Work request » Look below for the line that contains "filename src/move_generation/legal_moves.rs", then copy it and each following line exactly, through and including the line that contains "let mut out = Vec::with_capacity(64);".
::: Input data
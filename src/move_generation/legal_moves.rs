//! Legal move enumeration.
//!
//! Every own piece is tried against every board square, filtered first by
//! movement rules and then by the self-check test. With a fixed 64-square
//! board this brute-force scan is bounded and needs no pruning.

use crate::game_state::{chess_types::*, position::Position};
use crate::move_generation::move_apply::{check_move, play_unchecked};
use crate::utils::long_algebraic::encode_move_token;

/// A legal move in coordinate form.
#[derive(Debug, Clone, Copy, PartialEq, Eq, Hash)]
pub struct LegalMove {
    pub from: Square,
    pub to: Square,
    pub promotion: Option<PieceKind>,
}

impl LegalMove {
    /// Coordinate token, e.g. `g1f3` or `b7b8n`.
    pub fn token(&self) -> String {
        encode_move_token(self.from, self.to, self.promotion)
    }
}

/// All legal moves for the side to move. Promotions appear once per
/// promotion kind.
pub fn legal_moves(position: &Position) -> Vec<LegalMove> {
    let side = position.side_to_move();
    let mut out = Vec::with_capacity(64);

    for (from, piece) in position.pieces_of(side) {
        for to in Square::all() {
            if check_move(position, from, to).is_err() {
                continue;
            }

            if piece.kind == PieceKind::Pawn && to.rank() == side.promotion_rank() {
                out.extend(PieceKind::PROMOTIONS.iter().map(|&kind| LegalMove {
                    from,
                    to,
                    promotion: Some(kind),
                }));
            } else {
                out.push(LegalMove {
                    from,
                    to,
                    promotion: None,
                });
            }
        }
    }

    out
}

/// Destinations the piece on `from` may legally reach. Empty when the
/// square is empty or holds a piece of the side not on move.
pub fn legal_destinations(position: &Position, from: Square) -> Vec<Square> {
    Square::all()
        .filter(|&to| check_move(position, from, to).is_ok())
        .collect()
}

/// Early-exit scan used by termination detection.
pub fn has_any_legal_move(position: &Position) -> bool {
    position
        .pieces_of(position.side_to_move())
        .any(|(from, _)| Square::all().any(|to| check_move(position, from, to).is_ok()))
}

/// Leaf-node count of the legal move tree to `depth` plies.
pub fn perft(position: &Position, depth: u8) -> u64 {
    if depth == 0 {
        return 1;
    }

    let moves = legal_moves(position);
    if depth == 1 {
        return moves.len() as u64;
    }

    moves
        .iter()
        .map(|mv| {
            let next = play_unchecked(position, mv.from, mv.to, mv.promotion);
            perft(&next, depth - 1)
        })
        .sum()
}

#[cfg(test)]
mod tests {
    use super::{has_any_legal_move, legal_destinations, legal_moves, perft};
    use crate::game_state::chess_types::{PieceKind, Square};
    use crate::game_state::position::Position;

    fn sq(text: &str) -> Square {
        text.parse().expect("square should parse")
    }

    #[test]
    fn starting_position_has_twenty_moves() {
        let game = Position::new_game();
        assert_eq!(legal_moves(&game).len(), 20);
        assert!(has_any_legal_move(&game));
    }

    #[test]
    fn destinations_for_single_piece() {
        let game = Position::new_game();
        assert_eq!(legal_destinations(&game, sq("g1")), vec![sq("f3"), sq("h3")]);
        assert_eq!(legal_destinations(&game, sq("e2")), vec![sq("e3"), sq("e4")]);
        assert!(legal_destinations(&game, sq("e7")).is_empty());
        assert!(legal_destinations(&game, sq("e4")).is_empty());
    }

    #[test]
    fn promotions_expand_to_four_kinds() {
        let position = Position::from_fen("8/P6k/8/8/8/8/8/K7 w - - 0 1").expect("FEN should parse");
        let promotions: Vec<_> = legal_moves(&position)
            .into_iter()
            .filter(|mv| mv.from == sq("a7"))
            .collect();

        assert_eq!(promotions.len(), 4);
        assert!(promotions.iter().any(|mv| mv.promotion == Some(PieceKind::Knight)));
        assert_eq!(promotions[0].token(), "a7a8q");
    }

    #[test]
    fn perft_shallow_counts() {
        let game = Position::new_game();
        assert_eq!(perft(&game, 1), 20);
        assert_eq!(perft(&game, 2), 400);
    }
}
::::::
::: Input data
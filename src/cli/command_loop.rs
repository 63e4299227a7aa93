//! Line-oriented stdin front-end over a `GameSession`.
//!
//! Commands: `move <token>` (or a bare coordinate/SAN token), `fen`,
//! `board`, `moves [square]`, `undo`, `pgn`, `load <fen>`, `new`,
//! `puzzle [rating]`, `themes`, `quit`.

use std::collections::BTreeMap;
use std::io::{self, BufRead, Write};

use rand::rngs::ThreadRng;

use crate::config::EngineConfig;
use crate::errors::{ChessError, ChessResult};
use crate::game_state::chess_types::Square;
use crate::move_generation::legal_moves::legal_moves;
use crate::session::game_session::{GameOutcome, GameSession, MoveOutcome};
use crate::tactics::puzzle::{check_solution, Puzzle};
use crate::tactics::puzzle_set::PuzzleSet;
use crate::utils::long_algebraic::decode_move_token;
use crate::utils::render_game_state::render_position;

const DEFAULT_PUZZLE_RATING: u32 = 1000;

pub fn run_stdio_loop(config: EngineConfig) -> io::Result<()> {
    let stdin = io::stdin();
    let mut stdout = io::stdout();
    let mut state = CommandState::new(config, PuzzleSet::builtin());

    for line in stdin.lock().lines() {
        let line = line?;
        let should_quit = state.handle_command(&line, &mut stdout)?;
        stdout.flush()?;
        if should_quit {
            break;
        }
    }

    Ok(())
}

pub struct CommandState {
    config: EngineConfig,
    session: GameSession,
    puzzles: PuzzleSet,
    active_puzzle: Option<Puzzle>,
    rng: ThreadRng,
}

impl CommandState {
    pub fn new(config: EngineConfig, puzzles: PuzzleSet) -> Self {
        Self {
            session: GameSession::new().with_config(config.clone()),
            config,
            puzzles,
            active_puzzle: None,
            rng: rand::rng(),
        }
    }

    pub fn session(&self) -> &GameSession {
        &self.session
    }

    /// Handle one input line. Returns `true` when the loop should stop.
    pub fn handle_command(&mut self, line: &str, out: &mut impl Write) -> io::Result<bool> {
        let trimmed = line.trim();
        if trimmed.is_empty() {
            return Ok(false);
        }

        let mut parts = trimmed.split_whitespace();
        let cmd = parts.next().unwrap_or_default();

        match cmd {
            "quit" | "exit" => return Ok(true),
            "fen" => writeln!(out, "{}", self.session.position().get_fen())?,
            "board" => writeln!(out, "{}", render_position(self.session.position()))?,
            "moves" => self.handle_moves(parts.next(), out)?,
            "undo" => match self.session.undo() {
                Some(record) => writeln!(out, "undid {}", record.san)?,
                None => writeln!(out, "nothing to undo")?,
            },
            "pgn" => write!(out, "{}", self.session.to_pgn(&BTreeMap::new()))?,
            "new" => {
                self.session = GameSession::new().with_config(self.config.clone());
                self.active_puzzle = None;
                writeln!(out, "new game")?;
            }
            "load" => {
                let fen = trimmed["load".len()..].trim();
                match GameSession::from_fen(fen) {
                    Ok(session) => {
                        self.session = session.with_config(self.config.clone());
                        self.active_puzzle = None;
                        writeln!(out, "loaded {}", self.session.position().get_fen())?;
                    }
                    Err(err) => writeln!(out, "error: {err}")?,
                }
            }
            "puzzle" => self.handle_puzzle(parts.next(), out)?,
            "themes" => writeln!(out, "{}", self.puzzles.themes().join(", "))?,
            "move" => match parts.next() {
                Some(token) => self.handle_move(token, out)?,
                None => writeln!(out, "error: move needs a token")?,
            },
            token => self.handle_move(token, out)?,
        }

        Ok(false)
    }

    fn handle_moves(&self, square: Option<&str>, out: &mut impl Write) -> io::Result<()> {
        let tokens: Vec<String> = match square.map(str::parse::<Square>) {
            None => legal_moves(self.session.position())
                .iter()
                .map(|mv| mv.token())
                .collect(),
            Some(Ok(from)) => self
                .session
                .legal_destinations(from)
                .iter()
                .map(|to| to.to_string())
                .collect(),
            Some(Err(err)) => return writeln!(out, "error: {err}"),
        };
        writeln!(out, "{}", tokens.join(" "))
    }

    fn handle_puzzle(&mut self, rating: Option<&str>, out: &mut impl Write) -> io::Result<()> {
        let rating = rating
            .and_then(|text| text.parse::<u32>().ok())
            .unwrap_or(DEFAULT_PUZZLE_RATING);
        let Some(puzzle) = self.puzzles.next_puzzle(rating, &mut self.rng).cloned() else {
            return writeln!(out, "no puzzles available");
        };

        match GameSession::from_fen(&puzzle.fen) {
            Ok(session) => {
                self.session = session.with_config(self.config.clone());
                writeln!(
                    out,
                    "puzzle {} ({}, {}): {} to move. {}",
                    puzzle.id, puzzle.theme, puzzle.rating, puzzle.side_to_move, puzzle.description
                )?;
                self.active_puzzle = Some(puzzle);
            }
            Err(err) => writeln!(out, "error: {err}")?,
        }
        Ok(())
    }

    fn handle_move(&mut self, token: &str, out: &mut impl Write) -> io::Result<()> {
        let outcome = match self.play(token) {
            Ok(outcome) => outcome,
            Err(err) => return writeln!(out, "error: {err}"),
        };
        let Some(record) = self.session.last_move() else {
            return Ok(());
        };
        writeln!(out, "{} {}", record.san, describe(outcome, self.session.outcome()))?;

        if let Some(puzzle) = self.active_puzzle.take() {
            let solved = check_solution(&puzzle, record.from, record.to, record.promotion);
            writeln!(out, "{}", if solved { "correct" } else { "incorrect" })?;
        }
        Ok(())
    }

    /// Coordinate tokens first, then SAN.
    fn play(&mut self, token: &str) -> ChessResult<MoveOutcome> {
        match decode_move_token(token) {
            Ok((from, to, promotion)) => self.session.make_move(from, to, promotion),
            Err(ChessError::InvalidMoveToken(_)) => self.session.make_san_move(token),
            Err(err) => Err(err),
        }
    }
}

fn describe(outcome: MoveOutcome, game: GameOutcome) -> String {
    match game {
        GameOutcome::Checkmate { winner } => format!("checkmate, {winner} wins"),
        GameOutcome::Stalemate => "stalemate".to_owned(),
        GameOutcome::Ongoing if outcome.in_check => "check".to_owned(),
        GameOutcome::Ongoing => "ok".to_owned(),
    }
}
::::::
Expected output »
filename src/move_generation/legal_moves.rs
//! Legal move enumeration.
//!
//! Every own piece is tried against every board square, filtered first by
//! movement rules and then by the self-check test. With a fixed 64-square
//! board this brute-force scan is bounded and needs no pruning.

use crate::game_state::{chess_types::*, position::Position};
use crate::move_generation::move_apply::{check_move, play_unchecked};
use crate::utils::long_algebraic::encode_move_token;

/// A legal move in coordinate form.
#[derive(Debug, Clone, Copy, PartialEq, Eq, Hash)]
pub struct LegalMove {
    pub from: Square,
    pub to: Square,
    pub promotion: Option<PieceKind>,
}

impl LegalMove {
    /// Coordinate token, e.g. `g1f3` or `b7b8n`.
    pub fn token(&self) -> String {
        encode_move_token(self.from, self.to, self.promotion)
    }
}

/// All legal moves for the side to move. Promotions appear once per
/// promotion kind.
pub fn legal_moves(position: &Position) -> Vec<LegalMove> {
    let side = position.side_to_move();
    let mut out = Vec::with_capacity(64);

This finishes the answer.